Recently, The Chronicle of Philanthropy released results of its national survey measuring charitable giving. The results are available at philanthropy.com. The study doesn’t reveal anything surprising. By far, the most common form of charitable giving is contributions to churches, synagogues and other religious institutions. For that reason, giving measured as a percentage of household income is highest in the South, where religious affiliation is also highest, and lowest in the Northeast, where religious affiliation is low. Equally unsurprising is that, if you subtract giving to religious communities, the results are flipped. Giving to non-church-related charitable organizations is highest in the Northeast and lowest in the Bible belt. The Midwest and West rank in the middle on both forms of giving.

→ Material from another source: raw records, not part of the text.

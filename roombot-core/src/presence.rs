// ABOUTME: Room presence controller: admission, owner approval/leave voting, eviction timers.
// ABOUTME: Every state change for a room runs on that room's action queue; reconnects back off.

use crate::dispatcher::EventDispatcherFactory;
use crate::error::{ConnectError, PresenceError, VoteError};
use crate::metrics;
use crate::notices;
use crate::queue::{ActionHandle, RoomActionQueues};
use crate::reconnect::{BackoffConfig, BackoffState};
use crate::room::{RoomIdentity, UserId};
use crate::traits::{AclDataAccessor, ChatTransport, ConnectionSink, PostFlags, RoomStorage};
use anyhow::{Context, Result};
use chrono::{DateTime, Duration as ChronoDuration, Utc};
use std::collections::{HashMap, HashSet};
use std::sync::{Arc, Mutex, OnceLock, PoisonError, RwLock, Weak};
use std::time::Duration;
use tokio::task::AbortHandle;

/// Most approve votes ever required, however many owners a room has
pub const MAX_REQUIRED_APPROVE_VOTES: usize = 3;
/// Most leave votes ever required
pub const MAX_REQUIRED_LEAVE_VOTES: usize = 2;

/// `min(ceil(owners / 2), 3)`
pub fn required_approve_votes(owner_count: usize) -> usize {
    owner_count.div_ceil(2).min(MAX_REQUIRED_APPROVE_VOTES)
}

/// `min(owners, 2)`
pub fn required_leave_votes(owner_count: usize) -> usize {
    owner_count.min(MAX_REQUIRED_LEAVE_VOTES)
}

/// Timing and wording knobs for the controller
#[derive(Debug, Clone)]
pub struct PresenceSettings {
    /// First reminder, relative to the invite timestamp
    pub first_reminder: ChronoDuration,
    /// Second reminder, relative to the invite timestamp
    pub second_reminder: ChronoDuration,
    /// Eviction of an unapproved room, relative to the invite timestamp
    pub eviction: ChronoDuration,
    /// Command invoker quoted in notices
    pub invoker: String,
    pub backoff: BackoffConfig,
}

impl Default for PresenceSettings {
    fn default() -> Self {
        Self {
            first_reminder: ChronoDuration::hours(12),
            second_reminder: ChronoDuration::hours(23),
            eviction: ChronoDuration::hours(24),
            invoker: crate::commands::DEFAULT_INVOKER.to_string(),
            backoff: BackoffConfig::default(),
        }
    }
}

/// Which scheduled action a timer triggers
#[derive(Debug, Clone, Copy, PartialEq, Eq, Hash)]
pub enum TimerKind {
    FirstReminder,
    SecondReminder,
    Eviction,
}

impl TimerKind {
    pub fn as_str(&self) -> &'static str {
        match self {
            Self::FirstReminder => "first_reminder",
            Self::SecondReminder => "second_reminder",
            Self::Eviction => "eviction",
        }
    }
}

struct ScheduledTimer {
    kind: TimerKind,
    due: DateTime<Utc>,
    task: AbortHandle,
}

/// Result of an accepted vote
#[derive(Debug, Clone, Copy, PartialEq, Eq)]
pub struct VoteTally {
    pub threshold_reached: bool,
    pub count: usize,
    pub required: usize,
}

/// Result of admitting a room
#[derive(Debug, Clone, Copy, PartialEq, Eq)]
pub struct Admission {
    /// The inviter's own vote was enough to approve the room
    pub approved: bool,
    pub votes: usize,
    pub required: usize,
}

/// How restoring one room at startup ended
#[derive(Debug, Clone, Copy, PartialEq, Eq)]
pub enum RestoreOutcome {
    Connected,
    Evicted,
    Abandoned,
}

/// Per-room results of `restore_rooms`
#[derive(Debug, Default)]
pub struct RestoreSummary {
    pub connected: Vec<RoomIdentity>,
    pub evicted: Vec<RoomIdentity>,
    pub abandoned: Vec<RoomIdentity>,
    pub failed: Vec<(RoomIdentity, String)>,
}

struct PresenceInner {
    transport: Arc<dyn ChatTransport>,
    storage: Arc<dyn RoomStorage>,
    acl: Arc<dyn AclDataAccessor>,
    dispatch: OnceLock<EventDispatcherFactory>,
    queues: RoomActionQueues,
    timers: Mutex<HashMap<RoomIdentity, Vec<ScheduledTimer>>>,
    permanent: RwLock<HashSet<RoomIdentity>>,
    settings: PresenceSettings,
}

/// Orchestrates which rooms the bot is in.
///
/// Cheap to clone; all clones share the same queues, timers and registry.
#[derive(Clone)]
pub struct RoomPresenceController {
    inner: Arc<PresenceInner>,
}

/// Non-owning reference held by dispatchers, timers and built-ins
#[derive(Clone, Default)]
pub struct WeakPresence(Weak<PresenceInner>);

impl WeakPresence {
    /// A reference that never upgrades (dispatchers without a controller)
    pub fn detached() -> Self {
        Self(Weak::new())
    }

    pub fn upgrade(&self) -> Option<RoomPresenceController> {
        self.0
            .upgrade()
            .map(|inner| RoomPresenceController { inner })
    }
}
// ABOUTME: Room presence and event dispatch core for a multi-room chat bot.
// ABOUTME: Transport, storage and ACL are traits; this crate owns voting, timers, reconnects and routing.

pub mod acl;
pub mod builtins;
pub mod commands;
pub mod config;
pub mod dedup;
pub mod dispatcher;
pub mod error;
pub mod metrics;
pub mod notices;
pub mod paths;
pub mod presence;
pub mod queue;
pub mod reconnect;
pub mod room;
pub mod router;
pub mod store;
pub mod testing;
pub mod traits;

pub use commands::{Command, CommandResolver};
pub use dedup::EventDedupBuffer;
pub use dispatcher::{EventDispatcher, EventDispatcherFactory};
pub use error::{ConnectError, PresenceError, QueueError, VoteError};
pub use presence::{
    Admission, PresenceSettings, RestoreSummary, RoomPresenceController, TimerKind, VoteTally,
    WeakPresence,
};
pub use room::{RoomIdentity, UserId};
pub use router::{CommandOutcome, CommandRouter};

// Re-export collaborator traits and data types
pub use traits::{
    // Collaborators
    AclDataAccessor, AliasStore, BanStorage, ChatTransport, ConnectionSink, RoomStorage,
    // Handlers
    BuiltInCommand, EventHandler, Plugin,
    // Data Types
    ChatMessage, ChatUser, PostFlags, PostedMessage, WebSocketEvent,
};
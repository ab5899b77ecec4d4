// ABOUTME: Command parsing for chat messages that start with the invoker token.
// ABOUTME: Resolves room-scoped aliases with a one-hop cycle guard before routing.

use crate::room::{RoomIdentity, UserId};
use crate::traits::{AliasStore, ChatMessage};
use anyhow::Result;
use std::sync::Arc;

/// Default literal prefix marking a message as a command
pub const DEFAULT_INVOKER: &str = "!!";

/// A resolved command from a chat message
#[derive(Debug, Clone, PartialEq, Eq)]
pub struct Command {
    /// The command name (without invoker)
    pub name: String,
    /// Whitespace-separated parameters, empty tokens dropped
    pub params: Vec<String>,
    /// The message that invoked the command
    pub message: Arc<ChatMessage>,
}

impl Command {
    pub fn new(name: impl Into<String>, params: Vec<String>, message: Arc<ChatMessage>) -> Self {
        Self {
            name: name.into(),
            params,
            message,
        }
    }

    /// Get the first parameter if present
    pub fn first_arg(&self) -> Option<&str> {
        self.params.first().map(|s| s.as_str())
    }

    /// Get a parameter by index
    pub fn arg(&self, index: usize) -> Option<&str> {
        self.params.get(index).map(|s| s.as_str())
    }

    /// Check if the command has at least `count` parameters
    pub fn has_args(&self, count: usize) -> bool {
        self.params.len() >= count
    }

    pub fn room(&self) -> &RoomIdentity {
        &self.message.room
    }

    pub fn user_id(&self) -> UserId {
        self.message.user.id
    }
}

/// Split command text (invoker already removed) into name and remainder
fn split_command(text: &str) -> (String, String) {
    let text = text.trim_start();
    match text.split_once(char::is_whitespace) {
        Some((name, rest)) => (name.to_string(), rest.to_string()),
        None => (text.to_string(), String::new()),
    }
}

fn split_params(remainder: &str) -> Vec<String> {
    remainder.split_whitespace().map(str::to_string).collect()
}

/// Turns command-shaped chat messages into [`Command`] values
pub struct CommandResolver {
    invoker: String,
    aliases: Arc<dyn AliasStore>,
}

impl CommandResolver {
    pub fn new(invoker: impl Into<String>, aliases: Arc<dyn AliasStore>) -> Self {
        Self {
            invoker: invoker.into(),
            aliases,
        }
    }

    pub fn invoker(&self) -> &str {
        &self.invoker
    }

    /// True if the message content begins with the invoker token
    pub fn is_command_message(&self, message: &ChatMessage) -> bool {
        message.content.starts_with(&self.invoker)
    }

    /// Resolve a command-shaped message, following room aliases.
    ///
    /// Substitution stops when an alias would resolve back to the name that
    /// was invoked one hop earlier, so `a -> b -> a` resolves to `b` and
    /// `a -> b -> c -> b` resolves to `c`. A self-alias such as `g -> g --x`
    /// is applied exactly once. Longer cycles such as `a -> b -> c -> a` are
    /// not detected and keep resolving until the alias store fails.
    pub async fn build_command(&self, message: Arc<ChatMessage>) -> Result<Command> {
        let body = message
            .content
            .strip_prefix(&self.invoker)
            .unwrap_or(&message.content);
        let (mut name, mut remainder) = split_command(body);
        let mut previous: Option<String> = None;

        while let Some(alias) = self.aliases.get_alias(&message.room, &name).await? {
            let rewritten = if remainder.is_empty() {
                alias
            } else {
                format!("{} {}", alias, remainder)
            };
            let (next_name, next_remainder) = split_command(&rewritten);
            if previous.as_deref() == Some(next_name.as_str()) {
                tracing::debug!(
                    room = %message.room,
                    name = %name,
                    alias_target = %next_name,
                    "Alias cycle back to previous name, stopping"
                );
                break;
            }
            tracing::debug!(room = %message.room, from = %name, to = %next_name, "Resolved alias");
            previous = Some(std::mem::replace(&mut name, next_name));
            remainder = next_remainder;
        }

        Ok(Command::new(name, split_params(&remainder), message))
    }
}

#[cfg(test)]
mod tests {
    use super::*;
    use crate::traits::ChatUser;
    use async_trait::async_trait;
    use std::collections::HashMap;
    use std::sync::atomic::{AtomicUsize, Ordering};

    /// Alias table that fails after a fixed number of lookups
    struct TestAliases {
        table: HashMap<String, String>,
        lookups: AtomicUsize,
        fail_after: usize,
        seen: std::sync::Mutex<Vec<String>>,
    }

    impl TestAliases {
        fn new(pairs: &[(&str, &str)]) -> Self {
            Self::failing_after(pairs, usize::MAX)
        }

        fn failing_after(pairs: &[(&str, &str)], fail_after: usize) -> Self {
            Self {
                table: pairs
                    .iter()
                    .map(|(k, v)| (k.to_string(), v.to_string()))
                    .collect(),
                lookups: AtomicUsize::new(0),
                fail_after,
                seen: std::sync::Mutex::new(Vec::new()),
            }
        }
    }

    #[async_trait]
    impl AliasStore for TestAliases {
        async fn get_alias(&self, _room: &RoomIdentity, name: &str) -> Result<Option<String>> {
            let n = self.lookups.fetch_add(1, Ordering::SeqCst);
            if n >= self.fail_after {
                anyhow::bail!("alias lookup budget exhausted");
            }
            self.seen.lock().unwrap().push(name.to_string());
            Ok(self.table.get(name).cloned())
        }
    }

    fn message(content: &str) -> Arc<ChatMessage> {
        Arc::new(ChatMessage::new(
            1,
            RoomIdentity::new("chat.example.com", 1),
            ChatUser::new(10, "alice"),
            content,
        ))
    }

    fn resolver(aliases: TestAliases) -> CommandResolver {
        CommandResolver::new("!!", Arc::new(aliases))
    }

    #[test]
    fn test_is_command_message() {
        let r = resolver(TestAliases::new(&[]));
        assert!(r.is_command_message(&message("!!help")));
        assert!(r.is_command_message(&message("!!")));
        assert!(!r.is_command_message(&message(" !!help")));
        assert!(!r.is_command_message(&message("!help")));
        assert!(!r.is_command_message(&message("hello !!help")));
    }

    #[tokio::test]
    async fn test_build_simple_command() {
        let r = resolver(TestAliases::new(&[]));
        let cmd = r.build_command(message("!!weather  paris   now ")).await.unwrap();
        assert_eq!(cmd.name, "weather");
        assert_eq!(cmd.params, vec!["paris", "now"]);
        assert_eq!(cmd.first_arg(), Some("paris"));
        assert_eq!(cmd.arg(2), None);
        assert!(cmd.has_args(2));
        assert_eq!(cmd.user_id(), 10);
    }

    #[tokio::test]
    async fn test_build_command_without_params() {
        let r = resolver(TestAliases::new(&[]));
        let cmd = r.build_command(message("!!help")).await.unwrap();
        assert_eq!(cmd.name, "help");
        assert!(cmd.params.is_empty());
    }

    #[tokio::test]
    async fn test_bare_invoker_yields_empty_name() {
        let r = resolver(TestAliases::new(&[]));
        let cmd = r.build_command(message("!!")).await.unwrap();
        assert_eq!(cmd.name, "");
        assert!(cmd.params.is_empty());
    }

    #[tokio::test]
    async fn test_alias_substitutes_and_keeps_params() {
        let r = resolver(TestAliases::new(&[("w", "weather --metric")]));
        let cmd = r.build_command(message("!!w paris")).await.unwrap();
        assert_eq!(cmd.name, "weather");
        assert_eq!(cmd.params, vec!["--metric", "paris"]);
    }

    #[tokio::test]
    async fn test_alias_chain_follows_multiple_hops() {
        let r = resolver(TestAliases::new(&[("a", "b"), ("b", "c")]));
        let cmd = r.build_command(message("!!a x")).await.unwrap();
        assert_eq!(cmd.name, "c");
        assert_eq!(cmd.params, vec!["x"]);
    }

    #[tokio::test]
    async fn test_two_hop_cycle_resolves_to_second_name() {
        let r = resolver(TestAliases::new(&[("a", "b"), ("b", "a")]));
        let cmd = r.build_command(message("!!a")).await.unwrap();
        assert_eq!(cmd.name, "b");
    }

    #[tokio::test]
    async fn test_cycle_back_to_previous_hop_stops_at_current_name() {
        let r = resolver(TestAliases::new(&[("a", "b"), ("b", "c"), ("c", "b")]));
        let cmd = r.build_command(message("!!a y")).await.unwrap();
        assert_eq!(cmd.name, "c");
        assert_eq!(cmd.params, vec!["y"]);
    }

    #[tokio::test]
    async fn test_self_alias_applies_once() {
        let aliases = Arc::new(TestAliases::new(&[("g", "g --x")]));
        let r = CommandResolver::new("!!", aliases.clone());

        let cmd = r.build_command(message("!!g a")).await.unwrap();
        assert_eq!(cmd.name, "g");
        assert_eq!(cmd.params, vec!["--x", "a"]);
        assert_eq!(*aliases.seen.lock().unwrap(), vec!["g", "g"]);
    }

    #[tokio::test]
    async fn test_three_hop_cycle_is_not_detected() {
        // a -> b -> c -> a keeps cycling; only the store failing ends it
        let aliases = Arc::new(TestAliases::failing_after(
            &[("a", "b"), ("b", "c"), ("c", "a")],
            30,
        ));
        let r = CommandResolver::new("!!", aliases.clone());

        let result = r.build_command(message("!!a")).await;
        assert!(result.is_err());
        assert_eq!(aliases.lookups.load(Ordering::SeqCst), 31);

        let seen = aliases.seen.lock().unwrap().clone();
        assert_eq!(seen.len(), 30);
        assert_eq!(&seen[..6], &["a", "b", "c", "a", "b", "c"]);
    }
}
//! Handler module - inbound request handling.
//!
//! Provides:
//! - [`HandlerRegistry`] - maps message types and HDLC addresses to handlers
//! - [`RequestContext`] - lets handlers reply or start their own exchanges
//!
//! # Example
//!
//! ```
//! use b2b_link::codec::TimeSet;
//! use b2b_link::handler::HandlerRegistry;
//! use b2b_link::protocol::MessageType;
//!
//! let mut registry = HandlerRegistry::new();
//!
//! registry.register(MessageType::TimeReq, |_: (), ctx| async move {
//!     ctx.respond_time(&TimeSet::now()).await
//! });
//!
//! registry.register(MessageType::TimeSync, |time: TimeSet, _ctx| async move {
//!     println!("peer time {}", time.seconds);
//!     Ok(())
//! });
//! ```

mod context;
mod registry;

pub use context::RequestContext;
pub use registry::{BoxFuture, FromBody, Handler, HandlerRegistry, HandlerResult, TypedHandler};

A cursory reading of the numbers might lead one to conclude that Northeasterners (who on average give away 4% of their income) are less generous than Southerners (who give away 5.2% of theirs). But it’s not that simple. The data reflect trends that are as old as the republic. Christian revivals transformed all of American culture in the early 1800’s, but even then, very different views of the role of Christianity reflected regional divides. In the Northeast and upper Midwest, Christianity developed as the means of social transformation. The revivals spawned abolitionism, the temperance movement, the women’s rights movement, and advocacy for labor reforms. The fiery evangelists of the North, going all the way back to Jonathan Edwards in the 1730’s, believed that Christianity had the power to convert American society, promoting the common good and ridding our culture of its greatest evils, chief among them the practice of slavery.
Christianity in the South, however, developed with an entirely different philosophy. Southern Christianity sought the conversion of individuals – not of society. Heavy emphasis was placed on personal experience, while the notion that Christianity should exert political influence was rejected as “meddlesome.”